A guide to buying translation
For non-linguists, buying translations can be frustrating. This guide is aimed at reducing stress and helping you get the most out of your translation budget. Clic here to download this guide (PDF) from the American Translators Association.
Big companies that use translations regularly know what the job involves, and know what to look for. Depending on your needs and the size of your business, you may need the help of a larger translation agency that can handle several languages or big amounts of words. But if you are a medium or small business and have a limited budget, in the guide mentioned above you can find tips to prepare your text for translation. These are things like: choosing what to translate, formatting your documents so it the translator does not have to convert or re-format the material.
“...Air France (…) sought—in a fiercely competitive industry—to promote a special bring-along-the-spouse offer under the extraordinary slogan: ‘Air France Wants You to Fly United.’ ”
(quote from Translation Journal)
Mistranslations or translations that do not take the cultural context into account won’t get your message across in the best of the cases. At their worst, they can hurt your business, as in the example above.

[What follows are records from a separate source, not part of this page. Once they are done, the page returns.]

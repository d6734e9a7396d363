pub mod group_handler;
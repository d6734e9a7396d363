//! Identity and session layer: local credentials, Google sign-in, sessions.

pub mod clients;
pub mod dtos;
pub mod handlers;
pub mod models;
pub mod routes;
pub mod services;
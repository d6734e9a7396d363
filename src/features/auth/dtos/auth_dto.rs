use chrono::{DateTime, Utc};
use serde::{Deserialize, Serialize};
use utoipa::{IntoParams, ToSchema};
use validator::Validate;

use crate::features::auth::models::AuthenticatedUser;
use crate::features::users::models::Role;
use crate::modules::storage::FileDescriptor;

/// Request DTO for signup
#[derive(Debug, Deserialize, Validate, ToSchema)]
pub struct SignupDto {
    #[validate(
        length(min = 1, max = 64, message = "Username must be 1-64 characters"),
        regex(
            path = "*crate::shared::validation::USERNAME_REGEX",
            message = "Username must start with a letter or underscore"
        )
    )]
    pub username: String,

    #[validate(email(message = "Invalid email format"))]
    pub email: String,

    #[validate(length(min = 8, message = "Password must be at least 8 characters"))]
    pub password: String,

    #[serde(default)]
    pub role: Role,
}

/// Request DTO for login
#[derive(Debug, Deserialize, Validate, ToSchema)]
pub struct LoginDto {
    #[validate(email(message = "Invalid email format"))]
    pub email: String,

    #[validate(length(min = 1, message = "Password is required"))]
    pub password: String,
}

/// Response DTO for a successful login
#[derive(Debug, Serialize, ToSchema)]
pub struct SessionResponseDto {
    /// Opaque session token, also set as an HttpOnly cookie
    pub token: String,
    pub expires_at: DateTime<Utc>,
    pub user: MeResponseDto,
}

/// Current session's user summary
#[derive(Debug, Serialize, ToSchema)]
pub struct MeResponseDto {
    pub username: String,
    pub role: Role,
    pub profile_picture: Option<FileDescriptor>,
    /// False for externally-authenticated accounts
    pub password_change_allowed: bool,
}

impl From<AuthenticatedUser> for MeResponseDto {
    fn from(user: AuthenticatedUser) -> Self {
        Self {
            username: user.username,
            role: user.role,
            profile_picture: user.profile_picture,
            password_change_allowed: user.password_set,
        }
    }
}

/// Request DTO for username change
#[derive(Debug, Deserialize, Validate, ToSchema)]
#[serde(rename_all = "camelCase")]
pub struct ChangeUsernameDto {
    #[validate(length(min = 1, message = "Old username is required"))]
    pub old_username: String,

    #[validate(length(min = 1, message = "New username is required"))]
    pub new_username: String,
}

/// Request DTO for password change
#[derive(Debug, Deserialize, Validate, ToSchema)]
#[serde(rename_all = "camelCase")]
pub struct ChangePasswordDto {
    #[validate(length(min = 1, message = "Old password is required"))]
    pub old_password: String,

    #[validate(length(min = 8, message = "New password must be at least 8 characters"))]
    pub new_password: String,
}

#[derive(Debug, Deserialize, IntoParams)]
pub struct GoogleLoginQuery {
    /// Requested role for a first-time Google sign-in; TEACHER is honored,
    /// anything else falls back to STUDENT
    pub role: Option<String>,
}

#[derive(Debug, Deserialize, IntoParams)]
pub struct GoogleCallbackQuery {
    pub code: String,
    pub state: String,
}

Support quotes from peers about the business side of it all
«Never offer volume discounts because these projects simply tie you up when you could be working for higher rates, looking for other work or enjoying your free time, which you should value. It merely means you will be working for a substandard rate for longer.»
«Each time a client asks a translator to “make a gesture of goodwill” he or she is asking that person to forego a part of his or her life. That’s not business, it’s blackmail.»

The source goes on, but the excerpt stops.